▶ **Work instructions**
Each line that holds the string "Returns" counts once. Say how many such lines the entries have, giving the number only.

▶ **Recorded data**
• • • •

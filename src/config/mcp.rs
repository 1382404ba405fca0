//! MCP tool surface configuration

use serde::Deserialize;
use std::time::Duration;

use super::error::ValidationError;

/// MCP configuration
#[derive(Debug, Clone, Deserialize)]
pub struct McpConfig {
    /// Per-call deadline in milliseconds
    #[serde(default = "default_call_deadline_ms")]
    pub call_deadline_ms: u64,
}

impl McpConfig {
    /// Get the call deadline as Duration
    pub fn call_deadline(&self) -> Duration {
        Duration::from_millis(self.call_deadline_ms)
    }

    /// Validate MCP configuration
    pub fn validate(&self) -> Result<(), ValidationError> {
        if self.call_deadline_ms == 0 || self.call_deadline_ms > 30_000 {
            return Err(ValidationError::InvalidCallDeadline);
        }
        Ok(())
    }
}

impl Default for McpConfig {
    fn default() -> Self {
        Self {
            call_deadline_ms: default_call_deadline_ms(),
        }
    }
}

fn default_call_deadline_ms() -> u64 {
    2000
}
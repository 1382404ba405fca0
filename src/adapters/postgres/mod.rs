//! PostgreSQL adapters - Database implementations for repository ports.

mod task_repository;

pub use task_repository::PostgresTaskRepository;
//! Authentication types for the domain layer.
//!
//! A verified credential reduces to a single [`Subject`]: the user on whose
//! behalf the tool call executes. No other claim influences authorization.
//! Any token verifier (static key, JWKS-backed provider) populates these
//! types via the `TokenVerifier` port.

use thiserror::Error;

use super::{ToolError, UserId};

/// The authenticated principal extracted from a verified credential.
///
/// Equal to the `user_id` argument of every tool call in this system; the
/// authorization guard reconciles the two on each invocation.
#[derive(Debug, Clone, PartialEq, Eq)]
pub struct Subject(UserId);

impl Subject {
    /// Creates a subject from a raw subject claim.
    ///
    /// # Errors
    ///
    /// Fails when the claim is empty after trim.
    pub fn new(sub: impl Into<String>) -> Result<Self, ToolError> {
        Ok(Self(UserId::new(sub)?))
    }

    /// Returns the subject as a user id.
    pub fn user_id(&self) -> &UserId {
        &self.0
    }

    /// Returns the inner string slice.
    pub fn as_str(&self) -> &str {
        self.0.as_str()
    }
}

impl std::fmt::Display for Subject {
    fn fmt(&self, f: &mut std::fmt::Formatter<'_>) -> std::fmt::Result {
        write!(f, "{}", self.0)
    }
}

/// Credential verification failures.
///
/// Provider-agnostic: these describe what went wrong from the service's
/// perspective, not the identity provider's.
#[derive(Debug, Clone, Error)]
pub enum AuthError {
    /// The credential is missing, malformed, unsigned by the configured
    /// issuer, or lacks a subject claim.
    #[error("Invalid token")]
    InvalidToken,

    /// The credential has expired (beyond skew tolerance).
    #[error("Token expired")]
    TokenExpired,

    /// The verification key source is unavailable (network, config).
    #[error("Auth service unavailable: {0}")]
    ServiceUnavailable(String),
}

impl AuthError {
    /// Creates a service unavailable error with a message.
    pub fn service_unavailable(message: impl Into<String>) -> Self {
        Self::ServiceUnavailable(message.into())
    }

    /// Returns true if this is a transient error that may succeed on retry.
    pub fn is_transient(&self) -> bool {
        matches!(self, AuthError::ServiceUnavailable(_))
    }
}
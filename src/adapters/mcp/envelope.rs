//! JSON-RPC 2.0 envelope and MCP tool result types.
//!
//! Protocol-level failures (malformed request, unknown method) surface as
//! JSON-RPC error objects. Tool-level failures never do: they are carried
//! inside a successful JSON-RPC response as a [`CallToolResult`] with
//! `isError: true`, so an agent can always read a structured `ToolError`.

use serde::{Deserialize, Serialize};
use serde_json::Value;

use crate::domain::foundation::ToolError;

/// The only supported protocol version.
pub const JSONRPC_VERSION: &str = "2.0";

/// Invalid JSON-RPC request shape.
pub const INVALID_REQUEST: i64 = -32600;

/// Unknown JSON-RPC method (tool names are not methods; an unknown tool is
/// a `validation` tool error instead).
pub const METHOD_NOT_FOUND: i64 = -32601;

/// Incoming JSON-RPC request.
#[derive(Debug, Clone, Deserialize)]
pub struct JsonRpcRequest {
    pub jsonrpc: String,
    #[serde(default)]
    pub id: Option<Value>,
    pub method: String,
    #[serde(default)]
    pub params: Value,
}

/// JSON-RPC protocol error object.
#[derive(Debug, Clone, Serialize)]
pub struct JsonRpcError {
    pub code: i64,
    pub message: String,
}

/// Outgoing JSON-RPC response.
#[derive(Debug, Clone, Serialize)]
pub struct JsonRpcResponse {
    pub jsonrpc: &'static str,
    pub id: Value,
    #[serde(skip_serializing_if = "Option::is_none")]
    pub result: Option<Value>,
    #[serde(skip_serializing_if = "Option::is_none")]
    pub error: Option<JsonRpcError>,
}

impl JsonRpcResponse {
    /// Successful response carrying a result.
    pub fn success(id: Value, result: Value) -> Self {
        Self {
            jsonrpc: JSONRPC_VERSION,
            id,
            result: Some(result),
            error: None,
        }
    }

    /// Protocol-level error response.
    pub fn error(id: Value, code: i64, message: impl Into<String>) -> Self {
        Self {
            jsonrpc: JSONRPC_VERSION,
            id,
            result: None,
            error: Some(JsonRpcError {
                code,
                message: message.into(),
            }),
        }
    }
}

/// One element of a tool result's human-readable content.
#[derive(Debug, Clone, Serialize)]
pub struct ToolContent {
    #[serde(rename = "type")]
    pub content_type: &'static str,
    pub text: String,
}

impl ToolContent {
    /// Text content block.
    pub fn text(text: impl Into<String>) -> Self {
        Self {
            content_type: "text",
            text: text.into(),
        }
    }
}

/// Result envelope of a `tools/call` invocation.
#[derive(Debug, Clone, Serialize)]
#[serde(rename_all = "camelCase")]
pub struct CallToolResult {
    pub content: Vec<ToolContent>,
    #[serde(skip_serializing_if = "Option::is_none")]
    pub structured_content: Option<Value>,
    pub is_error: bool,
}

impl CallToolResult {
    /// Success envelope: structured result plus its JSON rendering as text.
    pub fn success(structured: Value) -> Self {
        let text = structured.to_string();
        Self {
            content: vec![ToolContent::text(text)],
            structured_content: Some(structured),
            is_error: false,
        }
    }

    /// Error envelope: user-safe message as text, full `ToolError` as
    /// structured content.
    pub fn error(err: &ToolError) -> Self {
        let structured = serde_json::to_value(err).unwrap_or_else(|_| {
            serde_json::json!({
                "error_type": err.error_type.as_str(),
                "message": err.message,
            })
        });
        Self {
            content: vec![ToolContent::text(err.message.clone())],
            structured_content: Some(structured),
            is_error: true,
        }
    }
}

• • • •

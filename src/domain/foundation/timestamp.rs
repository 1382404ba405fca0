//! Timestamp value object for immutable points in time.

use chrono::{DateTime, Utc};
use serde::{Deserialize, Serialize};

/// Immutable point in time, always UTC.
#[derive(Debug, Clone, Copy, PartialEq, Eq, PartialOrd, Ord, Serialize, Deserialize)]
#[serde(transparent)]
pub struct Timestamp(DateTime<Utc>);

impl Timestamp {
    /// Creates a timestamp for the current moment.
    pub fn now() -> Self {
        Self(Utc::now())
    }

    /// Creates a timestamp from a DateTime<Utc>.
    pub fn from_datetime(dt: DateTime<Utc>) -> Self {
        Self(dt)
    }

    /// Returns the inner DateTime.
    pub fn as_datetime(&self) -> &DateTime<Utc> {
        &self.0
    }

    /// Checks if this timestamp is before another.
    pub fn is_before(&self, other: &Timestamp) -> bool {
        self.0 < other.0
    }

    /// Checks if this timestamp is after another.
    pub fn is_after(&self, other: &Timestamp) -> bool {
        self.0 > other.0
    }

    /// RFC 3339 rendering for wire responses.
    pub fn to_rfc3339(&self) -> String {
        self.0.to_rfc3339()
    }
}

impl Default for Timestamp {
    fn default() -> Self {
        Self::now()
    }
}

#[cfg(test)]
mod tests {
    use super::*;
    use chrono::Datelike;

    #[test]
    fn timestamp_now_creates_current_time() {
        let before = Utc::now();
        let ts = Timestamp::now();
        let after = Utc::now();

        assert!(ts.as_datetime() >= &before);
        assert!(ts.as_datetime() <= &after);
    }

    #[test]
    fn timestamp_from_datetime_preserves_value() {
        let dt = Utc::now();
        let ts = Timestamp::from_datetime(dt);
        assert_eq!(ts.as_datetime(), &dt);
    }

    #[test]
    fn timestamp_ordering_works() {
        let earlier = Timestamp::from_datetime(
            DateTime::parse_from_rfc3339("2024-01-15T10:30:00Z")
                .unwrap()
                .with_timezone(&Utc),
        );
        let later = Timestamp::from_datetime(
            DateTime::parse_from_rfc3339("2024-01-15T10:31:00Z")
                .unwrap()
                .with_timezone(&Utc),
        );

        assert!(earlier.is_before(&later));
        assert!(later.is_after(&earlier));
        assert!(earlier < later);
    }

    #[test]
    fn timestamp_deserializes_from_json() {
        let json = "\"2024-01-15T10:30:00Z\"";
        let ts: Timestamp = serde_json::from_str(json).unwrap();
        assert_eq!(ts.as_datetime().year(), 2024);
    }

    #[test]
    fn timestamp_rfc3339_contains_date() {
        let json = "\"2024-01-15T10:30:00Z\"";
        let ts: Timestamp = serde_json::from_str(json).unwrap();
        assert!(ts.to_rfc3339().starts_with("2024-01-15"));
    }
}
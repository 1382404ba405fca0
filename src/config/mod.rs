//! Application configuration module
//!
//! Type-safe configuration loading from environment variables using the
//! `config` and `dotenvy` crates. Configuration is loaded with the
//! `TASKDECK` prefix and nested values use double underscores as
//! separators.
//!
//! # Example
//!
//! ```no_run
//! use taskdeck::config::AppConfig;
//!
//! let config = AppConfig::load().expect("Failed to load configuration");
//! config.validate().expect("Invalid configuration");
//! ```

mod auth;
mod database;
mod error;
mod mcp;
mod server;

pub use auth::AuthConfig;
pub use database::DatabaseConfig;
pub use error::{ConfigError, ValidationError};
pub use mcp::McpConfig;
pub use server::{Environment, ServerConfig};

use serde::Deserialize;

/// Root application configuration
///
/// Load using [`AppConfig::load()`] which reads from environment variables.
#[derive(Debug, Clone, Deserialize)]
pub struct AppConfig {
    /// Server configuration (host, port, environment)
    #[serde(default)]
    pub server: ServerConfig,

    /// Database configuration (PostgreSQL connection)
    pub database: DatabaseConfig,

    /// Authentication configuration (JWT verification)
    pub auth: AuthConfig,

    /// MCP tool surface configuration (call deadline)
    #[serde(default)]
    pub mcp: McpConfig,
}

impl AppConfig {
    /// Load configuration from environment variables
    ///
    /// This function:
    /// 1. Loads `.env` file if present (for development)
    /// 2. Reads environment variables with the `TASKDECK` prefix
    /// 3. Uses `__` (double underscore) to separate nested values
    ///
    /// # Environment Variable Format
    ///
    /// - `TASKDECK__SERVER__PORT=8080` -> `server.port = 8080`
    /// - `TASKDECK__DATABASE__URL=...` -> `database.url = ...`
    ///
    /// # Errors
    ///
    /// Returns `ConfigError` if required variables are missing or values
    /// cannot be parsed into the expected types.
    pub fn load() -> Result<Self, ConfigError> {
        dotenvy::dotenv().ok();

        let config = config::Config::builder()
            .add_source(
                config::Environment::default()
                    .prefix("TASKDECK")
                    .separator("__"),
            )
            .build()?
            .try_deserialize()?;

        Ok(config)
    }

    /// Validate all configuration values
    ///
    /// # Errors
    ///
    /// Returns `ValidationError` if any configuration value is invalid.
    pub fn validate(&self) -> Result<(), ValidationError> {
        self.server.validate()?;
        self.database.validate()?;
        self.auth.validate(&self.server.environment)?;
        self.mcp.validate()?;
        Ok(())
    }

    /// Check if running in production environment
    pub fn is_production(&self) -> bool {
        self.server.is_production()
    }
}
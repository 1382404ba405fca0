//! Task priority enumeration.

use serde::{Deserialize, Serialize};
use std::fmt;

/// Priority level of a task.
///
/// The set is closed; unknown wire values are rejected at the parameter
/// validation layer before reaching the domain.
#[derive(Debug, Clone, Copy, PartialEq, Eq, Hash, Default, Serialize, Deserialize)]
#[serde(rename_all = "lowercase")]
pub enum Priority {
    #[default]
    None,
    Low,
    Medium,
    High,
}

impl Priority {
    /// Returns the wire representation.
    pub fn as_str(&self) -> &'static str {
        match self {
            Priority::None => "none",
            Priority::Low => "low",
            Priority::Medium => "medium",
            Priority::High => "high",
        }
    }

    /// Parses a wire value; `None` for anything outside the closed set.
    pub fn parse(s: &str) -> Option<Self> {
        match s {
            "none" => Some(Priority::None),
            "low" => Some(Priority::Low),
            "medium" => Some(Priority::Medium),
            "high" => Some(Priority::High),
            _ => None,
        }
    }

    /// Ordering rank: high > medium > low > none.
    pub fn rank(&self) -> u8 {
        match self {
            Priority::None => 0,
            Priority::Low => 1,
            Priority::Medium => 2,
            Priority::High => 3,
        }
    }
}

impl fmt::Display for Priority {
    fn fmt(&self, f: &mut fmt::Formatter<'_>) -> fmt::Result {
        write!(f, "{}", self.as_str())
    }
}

• • • •

▶ **Response to this task**
7